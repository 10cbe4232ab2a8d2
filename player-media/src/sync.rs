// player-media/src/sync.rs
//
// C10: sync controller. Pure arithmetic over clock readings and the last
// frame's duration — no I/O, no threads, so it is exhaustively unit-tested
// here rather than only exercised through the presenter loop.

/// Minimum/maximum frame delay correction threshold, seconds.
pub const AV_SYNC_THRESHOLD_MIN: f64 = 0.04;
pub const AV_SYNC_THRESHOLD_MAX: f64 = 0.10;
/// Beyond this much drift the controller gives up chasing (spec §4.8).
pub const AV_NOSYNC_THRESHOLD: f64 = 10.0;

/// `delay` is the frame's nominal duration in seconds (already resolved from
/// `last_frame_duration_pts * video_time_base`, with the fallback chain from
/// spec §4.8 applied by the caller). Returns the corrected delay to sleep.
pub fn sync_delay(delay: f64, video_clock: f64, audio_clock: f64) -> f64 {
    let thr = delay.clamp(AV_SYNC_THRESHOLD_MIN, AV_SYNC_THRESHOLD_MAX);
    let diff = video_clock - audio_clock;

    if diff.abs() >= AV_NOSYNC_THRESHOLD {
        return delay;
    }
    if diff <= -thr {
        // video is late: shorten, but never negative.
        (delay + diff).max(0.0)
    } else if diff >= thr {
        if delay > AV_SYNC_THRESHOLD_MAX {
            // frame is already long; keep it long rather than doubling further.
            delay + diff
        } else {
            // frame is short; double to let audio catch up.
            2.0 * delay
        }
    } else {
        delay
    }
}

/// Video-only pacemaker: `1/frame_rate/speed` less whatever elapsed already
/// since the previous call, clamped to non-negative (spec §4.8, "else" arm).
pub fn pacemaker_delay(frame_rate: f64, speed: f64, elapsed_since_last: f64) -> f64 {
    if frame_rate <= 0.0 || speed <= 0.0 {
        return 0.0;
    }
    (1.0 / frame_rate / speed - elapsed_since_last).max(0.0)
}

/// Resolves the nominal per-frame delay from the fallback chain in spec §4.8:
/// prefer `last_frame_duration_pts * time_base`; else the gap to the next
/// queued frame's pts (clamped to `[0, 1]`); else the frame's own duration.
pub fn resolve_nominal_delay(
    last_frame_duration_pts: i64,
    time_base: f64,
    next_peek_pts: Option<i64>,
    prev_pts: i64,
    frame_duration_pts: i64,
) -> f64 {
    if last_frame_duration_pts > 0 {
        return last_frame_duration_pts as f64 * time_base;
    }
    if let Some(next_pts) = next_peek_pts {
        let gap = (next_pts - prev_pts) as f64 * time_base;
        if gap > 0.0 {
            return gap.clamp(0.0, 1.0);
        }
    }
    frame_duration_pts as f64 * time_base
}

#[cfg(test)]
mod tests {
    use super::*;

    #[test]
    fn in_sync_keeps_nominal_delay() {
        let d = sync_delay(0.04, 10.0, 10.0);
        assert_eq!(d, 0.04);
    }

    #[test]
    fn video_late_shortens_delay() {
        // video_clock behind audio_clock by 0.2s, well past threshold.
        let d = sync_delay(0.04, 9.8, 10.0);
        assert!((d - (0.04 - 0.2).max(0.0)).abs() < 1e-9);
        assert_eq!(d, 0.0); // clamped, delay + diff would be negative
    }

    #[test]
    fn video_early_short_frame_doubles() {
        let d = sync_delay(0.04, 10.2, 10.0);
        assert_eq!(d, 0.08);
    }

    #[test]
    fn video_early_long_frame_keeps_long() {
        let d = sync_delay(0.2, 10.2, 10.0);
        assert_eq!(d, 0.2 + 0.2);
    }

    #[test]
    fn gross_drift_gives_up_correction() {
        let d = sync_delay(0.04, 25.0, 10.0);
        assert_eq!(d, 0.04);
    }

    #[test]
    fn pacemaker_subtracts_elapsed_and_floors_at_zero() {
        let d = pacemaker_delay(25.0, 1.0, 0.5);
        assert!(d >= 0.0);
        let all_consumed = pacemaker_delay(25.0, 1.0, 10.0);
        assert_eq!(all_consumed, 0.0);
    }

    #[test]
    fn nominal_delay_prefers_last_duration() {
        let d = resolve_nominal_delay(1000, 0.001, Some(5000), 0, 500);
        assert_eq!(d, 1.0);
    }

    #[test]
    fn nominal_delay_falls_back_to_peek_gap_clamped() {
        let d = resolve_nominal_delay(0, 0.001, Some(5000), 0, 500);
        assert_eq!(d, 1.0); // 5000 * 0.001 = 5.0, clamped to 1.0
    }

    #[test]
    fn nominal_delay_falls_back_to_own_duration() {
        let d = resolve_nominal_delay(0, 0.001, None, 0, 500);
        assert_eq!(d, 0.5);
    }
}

**Brief**
When a line in the records holds the string "speed", copy that line.

**Response**
/// Video-only pacemaker: `1/frame_rate/speed` less whatever elapsed already
pub fn pacemaker_delay(frame_rate: f64, speed: f64, elapsed_since_last: f64) -> f64 {
    if frame_rate <= 0.0 || speed <= 0.0 {
    (1.0 / frame_rate / speed - elapsed_since_last).max(0.0)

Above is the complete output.